Freitag, 30. März 2012

The Hunger Games

Diese Kritik erschien zuerst in gedruckter Form in der Wochenzeitung Region.

Obwohl es sicherlich weniger dankbare Filmstoffe als die sehr cinematischen Hunger Games-Romane von Suzanne Collins gibt, blieben bis zur Premiere Zweifel an der Qualität von Gary Ross' Adaption. Die Befürchtungen haben sich nicht bewahrheitet; The Hunger Games ist ein durchschlagender Erfolg.

Eine unbestimmte Zukunft. Kriege und Naturkatastrophen haben Nordamerika verwüstet. Aus der Asche erhob sich Panem, ein totalitärer Staat, bestehend aus 13 Distrikten – zurzeit unter der Ägide von Präsident Coriolanus Snow (Donald Sutherland) –, und vom dekadenten Capitol aus gelenkt. Nach einem Aufstand wurde Distrikt 13 dem Erdboden gleich gemacht. Als Warnung an die restlichen zwölf finden jährlich die "Hunger Games" statt. Bei der sogenannten "Ernte" wird aus jedem Distrikt, nicht aber aus dem Capitol, je ein Junge und ein Mädchen zwischen zwölf und 18 Jahren ausgelost. Dies sind die "Tribute", welche sich anschliessend in einer künstlichen Naturarena gegenseitig bekämpfen müssen, bis nur noch ein Jugendlicher am Leben ist – während Panem sich das unterhaltsame Spektakel im Fernsehen ansieht. Als der Name der kleinen Prim Everdeen (Willow Shields) gleich bei ihrer ersten Ernte aus dem Topf gezogen wird, meldet sich ihre grosse Schwester Katniss (eine tolle Jennifer Lawrence) frewillig, sie zu ersetzen. Mit dem zweiten 12er-Tribut, dem Bäckerssohn Peeta (Josh Hutcherson), wird die versierte Jägerin von der Staatsangestellten Effie Trinket (Elizabeth Banks) und dem ehemaligen Hunger-Games-Sieger, dem versoffenen Haymitch Abernathy (Woody Harrelson), ins Capitol überführt, wo nach einem ausgedehnten Training die grausamen Spiele beginnen sollen.
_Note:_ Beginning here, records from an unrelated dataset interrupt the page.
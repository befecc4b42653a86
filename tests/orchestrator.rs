use std::path::Path;
use std::sync::atomic::{AtomicUsize, Ordering};
use std::sync::{Arc, Mutex};
use std::time::Duration;

use async_trait::async_trait;
use camsync::core::{
    ChunkStream, CursorMode, CycleOutcome, DisplayReporter, FileShare, LeaseOutcome,
    LeaseProvider, LinkEventMonitor, LinkSignal, ProgressReporter, RemoteEntry, ShareConnector,
    SyncCursor, SyncError, SyncOrchestrator, SyncPhase, SyncSettings,
};
use camsync::display::{RecordingBus, Tm1637};
use tempfile::TempDir;
use tokio::time::timeout;
use tokio_util::sync::CancellationToken;

const DIR: &str = "/DCIM/100OLYMP";

#[derive(Default)]
struct CountingLease {
    calls: AtomicUsize,
}

#[async_trait]
impl LeaseProvider for CountingLease {
    async fn acquire(&self) -> LeaseOutcome {
        self.calls.fetch_add(1, Ordering::SeqCst);
        LeaseOutcome::Failed("no dhcp in tests".to_string())
    }
}

/// Camera with a fixed set of files. Downloading `drop_link_on` reports a
/// disconnect through the monitor halfway through and then fails.
#[derive(Clone)]
struct FakeCamera {
    files: Arc<Vec<(RemoteEntry, Vec<u8>)>>,
    drop_link_on: Option<(String, Arc<LinkEventMonitor>)>,
    refuse_connections: bool,
    connects: Arc<AtomicUsize>,
}

impl FakeCamera {
    fn new(files: &[(&str, &str)]) -> Self {
        let files = files
            .iter()
            .map(|(name, body)| {
                (
                    RemoteEntry::new(DIR, *name, body.len() as u64),
                    body.as_bytes().to_vec(),
                )
            })
            .collect();

        Self {
            files: Arc::new(files),
            drop_link_on: None,
            refuse_connections: false,
            connects: Arc::new(AtomicUsize::new(0)),
        }
    }
}

#[async_trait]
impl ShareConnector for FakeCamera {
    async fn connect(&self) -> Result<Box<dyn FileShare>, SyncError> {
        self.connects.fetch_add(1, Ordering::SeqCst);
        if self.refuse_connections {
            return Err(SyncError::Connection("camera not answering".to_string()));
        }
        Ok(Box::new(self.clone()))
    }
}

#[async_trait]
impl FileShare for FakeCamera {
    async fn list_entries(&self, dir: &str) -> Result<Vec<RemoteEntry>, SyncError> {
        assert_eq!(dir, DIR);
        Ok(self.files.iter().map(|(entry, _)| entry.clone()).collect())
    }

    async fn download(&self, entry: &RemoteEntry) -> Result<Box<dyn ChunkStream>, SyncError> {
        let (_, body) = self
            .files
            .iter()
            .find(|(e, _)| e.name == entry.name)
            .expect("download of unlisted entry");

        let monitor = match &self.drop_link_on {
            Some((name, monitor)) if *name == entry.name => Some(monitor.clone()),
            _ => None,
        };

        let chunks = body.chunks(4).map(<[u8]>::to_vec).collect();
        Ok(Box::new(FakeChunks {
            name: entry.name.clone(),
            chunks,
            sent: 0,
            monitor,
        }))
    }
}

struct FakeChunks {
    name: String,
    chunks: Vec<Vec<u8>>,
    sent: usize,
    monitor: Option<Arc<LinkEventMonitor>>,
}

#[async_trait]
impl ChunkStream for FakeChunks {
    async fn next_chunk(&mut self) -> Result<Option<Vec<u8>>, SyncError> {
        if self.sent == 1 {
            if let Some(monitor) = &self.monitor {
                monitor.apply_line(b"wlan0 (phy #0): disconnected (by AP) reason: 3\n");
                return Err(SyncError::Download {
                    name: self.name.clone(),
                    reason: "connection reset".to_string(),
                });
            }
        }

        let chunk = self.chunks.get(self.sent).cloned();
        self.sent += 1;
        Ok(chunk)
    }
}

#[derive(Default)]
struct RecordingReporter {
    started: Mutex<Vec<(String, usize, usize)>>,
    resets: AtomicUsize,
}

impl ProgressReporter for RecordingReporter {
    fn file_started(&self, _target: &Path, entry: &RemoteEntry, total: usize, index: usize) {
        self.started
            .lock()
            .unwrap()
            .push((entry.name.clone(), index, total));
    }

    fn chunk_written(&self, _entry: &RemoteEntry, _bytes_read: u64) {}

    fn reset(&self) {
        self.resets.fetch_add(1, Ordering::SeqCst);
    }
}

fn settings(destination: &Path, cursor: SyncCursor) -> SyncSettings {
    SyncSettings {
        remote_dir: DIR.to_string(),
        destination: destination.to_path_buf(),
        cursor,
    }
}

#[tokio::test]
async fn test_cycle_copies_every_listed_file() {
    let dest = TempDir::new().unwrap();
    let link = LinkSignal::new();
    let lease = Arc::new(CountingLease::default());
    let camera = FakeCamera::new(&[
        ("PA290945.JPG", "first photo"),
        ("PA290946.ORF", "second photo, raw"),
    ]);
    let reporter = Arc::new(RecordingReporter::default());

    let orchestrator = SyncOrchestrator::new(
        link.clone(),
        lease.clone(),
        Arc::new(camera),
        reporter.clone(),
        settings(dest.path(), SyncCursor::All),
    );

    link.set(true);
    let outcome = orchestrator.run_cycle().await;

    let CycleOutcome::Completed(stats) = outcome else {
        panic!("expected a completed cycle, got {outcome:?}");
    };
    assert_eq!(stats.listed, 2);
    assert_eq!(stats.copied, 2);
    assert_eq!(stats.bytes, 28);

    assert_eq!(
        std::fs::read(dest.path().join("PA290945.JPG")).unwrap(),
        b"first photo"
    );
    assert_eq!(
        std::fs::read(dest.path().join("PA290946.ORF")).unwrap(),
        b"second photo, raw"
    );

    assert_eq!(
        *reporter.started.lock().unwrap(),
        vec![
            ("PA290945.JPG".to_string(), 1, 2),
            ("PA290946.ORF".to_string(), 2, 2),
        ]
    );
    // A failed lease is logged and the sync goes ahead anyway
    assert_eq!(lease.calls.load(Ordering::SeqCst), 1);
    assert_eq!(reporter.resets.load(Ordering::SeqCst), 1);
    assert!(!link.is_up());
    assert_eq!(orchestrator.phase(), SyncPhase::Waiting);
}

#[tokio::test]
async fn test_link_drop_abandons_cycle() {
    let dest = TempDir::new().unwrap();
    let link = LinkSignal::new();
    let monitor = Arc::new(LinkEventMonitor::new(link.clone()));

    let mut camera = FakeCamera::new(&[
        ("PA290945.JPG", "first photo"),
        ("PA290946.JPG", "interrupted photo"),
    ]);
    camera.drop_link_on = Some(("PA290946.JPG".to_string(), monitor.clone()));

    let orchestrator = SyncOrchestrator::new(
        link.clone(),
        Arc::new(CountingLease::default()),
        Arc::new(camera),
        Arc::new(RecordingReporter::default()),
        settings(dest.path(), SyncCursor::All),
    );

    monitor.apply_line(b"wlan0 (phy #0): connected to 02:00:00:00:00:01\n");
    assert!(link.is_up());

    let outcome = orchestrator.run_cycle().await;

    assert!(matches!(
        outcome,
        CycleOutcome::Abandoned(SyncError::Download { ref name, .. }) if name == "PA290946.JPG"
    ));
    assert!(dest.path().join("PA290945.JPG").exists());
    assert!(!dest.path().join("PA290946.JPG").exists());
    assert!(!dest.path().join("PA290946.JPG.part").exists());
    assert!(!link.is_up());
    assert_eq!(orchestrator.phase(), SyncPhase::Waiting);
}

#[tokio::test]
async fn test_cursor_skips_already_synced_files() {
    let dest = TempDir::new().unwrap();
    let link = LinkSignal::new();
    let camera = FakeCamera::new(&[
        ("PA290945.JPG", "old"),
        ("PA290946.JPG", "cursor"),
        ("PA290947.JPG", "new"),
        ("PB010001.JPG", "newer"),
    ]);
    let reporter = Arc::new(RecordingReporter::default());
    let cursor = SyncCursor::parse(Some("PA290946.JPG"), CursorMode::Name).unwrap();

    let orchestrator = SyncOrchestrator::new(
        link.clone(),
        Arc::new(CountingLease::default()),
        Arc::new(camera),
        reporter.clone(),
        settings(dest.path(), cursor),
    );

    link.set(true);
    let CycleOutcome::Completed(stats) = orchestrator.run_cycle().await else {
        panic!("expected a completed cycle");
    };

    assert_eq!(stats.listed, 4);
    assert_eq!(stats.accepted, 2);
    assert!(!dest.path().join("PA290945.JPG").exists());
    assert!(!dest.path().join("PA290946.JPG").exists());
    assert!(dest.path().join("PA290947.JPG").exists());
    assert!(dest.path().join("PB010001.JPG").exists());

    let indexes: Vec<_> = reporter
        .started
        .lock()
        .unwrap()
        .iter()
        .map(|(_, index, total)| (*index, *total))
        .collect();
    assert_eq!(indexes, vec![(1, 2), (2, 2)]);
}

#[tokio::test]
async fn test_run_syncs_on_every_link_up() {
    let dest = TempDir::new().unwrap();
    let link = LinkSignal::new();
    let lease = Arc::new(CountingLease::default());
    let camera = FakeCamera::new(&[("PA290945.JPG", "photo")]);
    let connects = camera.connects.clone();

    let orchestrator = Arc::new(SyncOrchestrator::new(
        link.clone(),
        lease.clone(),
        Arc::new(camera),
        Arc::new(RecordingReporter::default()),
        settings(dest.path(), SyncCursor::All),
    ));

    let cancel = CancellationToken::new();
    let task = {
        let orchestrator = orchestrator.clone();
        let cancel = cancel.clone();
        tokio::spawn(async move { orchestrator.run(&cancel).await })
    };

    for cycle in 1..=2 {
        link.set(true);
        timeout(Duration::from_secs(2), async {
            while connects.load(Ordering::SeqCst) < cycle || link.is_up() {
                tokio::time::sleep(Duration::from_millis(5)).await;
            }
        })
        .await
        .expect("timeout waiting for sync cycle");
    }

    assert_eq!(lease.calls.load(Ordering::SeqCst), 2);
    assert!(dest.path().join("PA290945.JPG").exists());

    cancel.cancel();
    timeout(Duration::from_secs(1), task)
        .await
        .expect("run did not stop on cancel")
        .unwrap();
}

#[tokio::test]
async fn test_transient_failure_keeps_waiting() {
    let dest = TempDir::new().unwrap();
    let link = LinkSignal::new();
    let mut camera = FakeCamera::new(&[]);
    camera.refuse_connections = true;

    let orchestrator = SyncOrchestrator::new(
        link.clone(),
        Arc::new(CountingLease::default()),
        Arc::new(camera),
        Arc::new(RecordingReporter::default()),
        settings(dest.path(), SyncCursor::All),
    );

    link.set(true);
    let outcome = orchestrator.run_cycle().await;

    assert!(matches!(
        outcome,
        CycleOutcome::Abandoned(SyncError::Connection(_))
    ));
    assert!(!link.is_up());
}

#[tokio::test]
async fn test_unusable_destination_keeps_waiting() {
    let dest = TempDir::new().unwrap();
    let not_a_dir = dest.path().join("photos");
    std::fs::write(&not_a_dir, b"occupied").unwrap();

    let link = LinkSignal::new();
    let camera = FakeCamera::new(&[("PA290945.JPG", "photo")]);
    let connects = camera.connects.clone();
    let lease = Arc::new(CountingLease::default());
    let orchestrator = Arc::new(SyncOrchestrator::new(
        link.clone(),
        lease.clone(),
        Arc::new(camera),
        Arc::new(RecordingReporter::default()),
        settings(&not_a_dir, SyncCursor::All),
    ));

    link.set(true);
    let outcome = orchestrator.run_cycle().await;
    assert!(matches!(
        outcome,
        CycleOutcome::Abandoned(SyncError::Destination { .. })
    ));
    assert!(!link.is_up());
    assert_eq!(orchestrator.phase(), SyncPhase::Waiting);

    // The loop survives the storage failure and picks up the next link-up
    let cancel = CancellationToken::new();
    let task = {
        let orchestrator = orchestrator.clone();
        let cancel = cancel.clone();
        tokio::spawn(async move { orchestrator.run(&cancel).await })
    };

    link.set(true);
    timeout(Duration::from_secs(2), async {
        while lease.calls.load(Ordering::SeqCst) < 2 || link.is_up() {
            tokio::time::sleep(Duration::from_millis(5)).await;
        }
    })
    .await
    .expect("timeout waiting for second cycle");

    assert!(!task.is_finished());
    assert_eq!(connects.load(Ordering::SeqCst), 0);

    std::fs::remove_file(&not_a_dir).unwrap();
    link.set(true);
    timeout(Duration::from_secs(2), async {
        while !not_a_dir.join("PA290945.JPG").exists() || link.is_up() {
            tokio::time::sleep(Duration::from_millis(5)).await;
        }
    })
    .await
    .expect("timeout waiting for recovered sync");

    cancel.cancel();
    timeout(Duration::from_secs(1), task)
        .await
        .expect("run did not stop on cancel")
        .unwrap();
}

#[tokio::test]
async fn test_display_counts_down_and_blanks_after_cycle() {
    let dest = TempDir::new().unwrap();
    let link = LinkSignal::new();
    let camera = FakeCamera::new(&[
        ("PA290945.JPG", "12345678"),
        ("PA290946.JPG", "abcd"),
        ("PA290947.JPG", "wxyz"),
    ]);

    let display = Tm1637::new(RecordingBus::new(), 2).unwrap();
    let reporter = Arc::new(DisplayReporter::new(display).unwrap());

    let orchestrator = SyncOrchestrator::new(
        link.clone(),
        Arc::new(CountingLease::default()),
        Arc::new(camera),
        reporter.clone(),
        settings(dest.path(), SyncCursor::All),
    );

    link.set(true);
    orchestrator.run_cycle().await;

    let rendered: Vec<String> =
        reporter.with_display(|d| d.bus().frames().iter().map(|f| f.render()).collect());

    // First file: two remaining, counting down from 99 percent
    assert!(rendered.contains(&"02:99".to_string()));
    assert!(rendered.contains(&"02:50".to_string()));
    assert!(rendered.contains(&"00:00".to_string()));
    assert_eq!(rendered.last().map(String::as_str), Some("     "));
}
Die "Tribute" Katniss Everdeen (Jennifer Lawrence) und Peeta Mellark (Josh Hutcherson) werden fernsehtauglich herausgeputzt.
Wie jede neue Vorstellung einer dystopischen Zukunftsgesellschaft mussten auch Suzanne Collins' Erfolgsbücher die ewig gleichen Vergleiche über sich ergehen lassen: George Orwell, Aldous Huxley und William Golding aus der Literatur, die Romanverfilmungen The Running Man (1987) und Battle Royale (2000) aus dem Kino. Tatsächlich weist The Hunger Games Ähnlichkeiten mit gewissen ikonischen Dystopien auf – Huxleys Brave New World, Goldings Lord of the Flies, Filme wie Terry Gilliams Brazil oder Fritz Langs Metropolis –, doch Gary Ross' dritten Film auf diese Vorläufer zu reduzieren, täte ihm Unrecht. Die Adaption steht mühelos auf eigenen Füssen und schafft es hervorragend, die Visionen von Collins, die auch am Drehbuch mitschrieb, wiederzugeben. Die praktisch unsichtbaren Effekte, Tom Sterns atmosphärische Kamera – obwohl in den brutaleren Momenten etwas allzu wacklig – und die überwiegend gelungene Austattung entführen den Zuschauer in eine faszinierende Fantasy-Welt, welcher der Bezug zur Realität aber zu keinem Zeitpunkt abgeht.

Überhaupt ist dies kein Film, der von seinen Schauwerten getragen wird. The Hunger Games ist ein Abenteuer, wo die fesselnde Story und die grossartigen Charaktere die treibenden Kräfte sind und von der (effizient eingesetzten) Action lediglich unterstützt werden. Katniss ist der emotionale Anbindungspunkt des Zuschauers: Sie ist eine starke, wenngleich unvollkommene Persönlichkeit auf der Suche nach Identität in einer gleichgeschalteten Welt – eine wahre Heldin, der man gerne durch die Hölle der Hungerspiele folgt. Vor allem, da sich die dekadente Spielleitung den Kinogänger geschickt zum Komplizen macht, indem sie seinen Voyeurismus gnadenlos aufdeckt. Selten verliess man eine Jugendbuchverfilmung dermassen fasziniert – bitte mehr davon!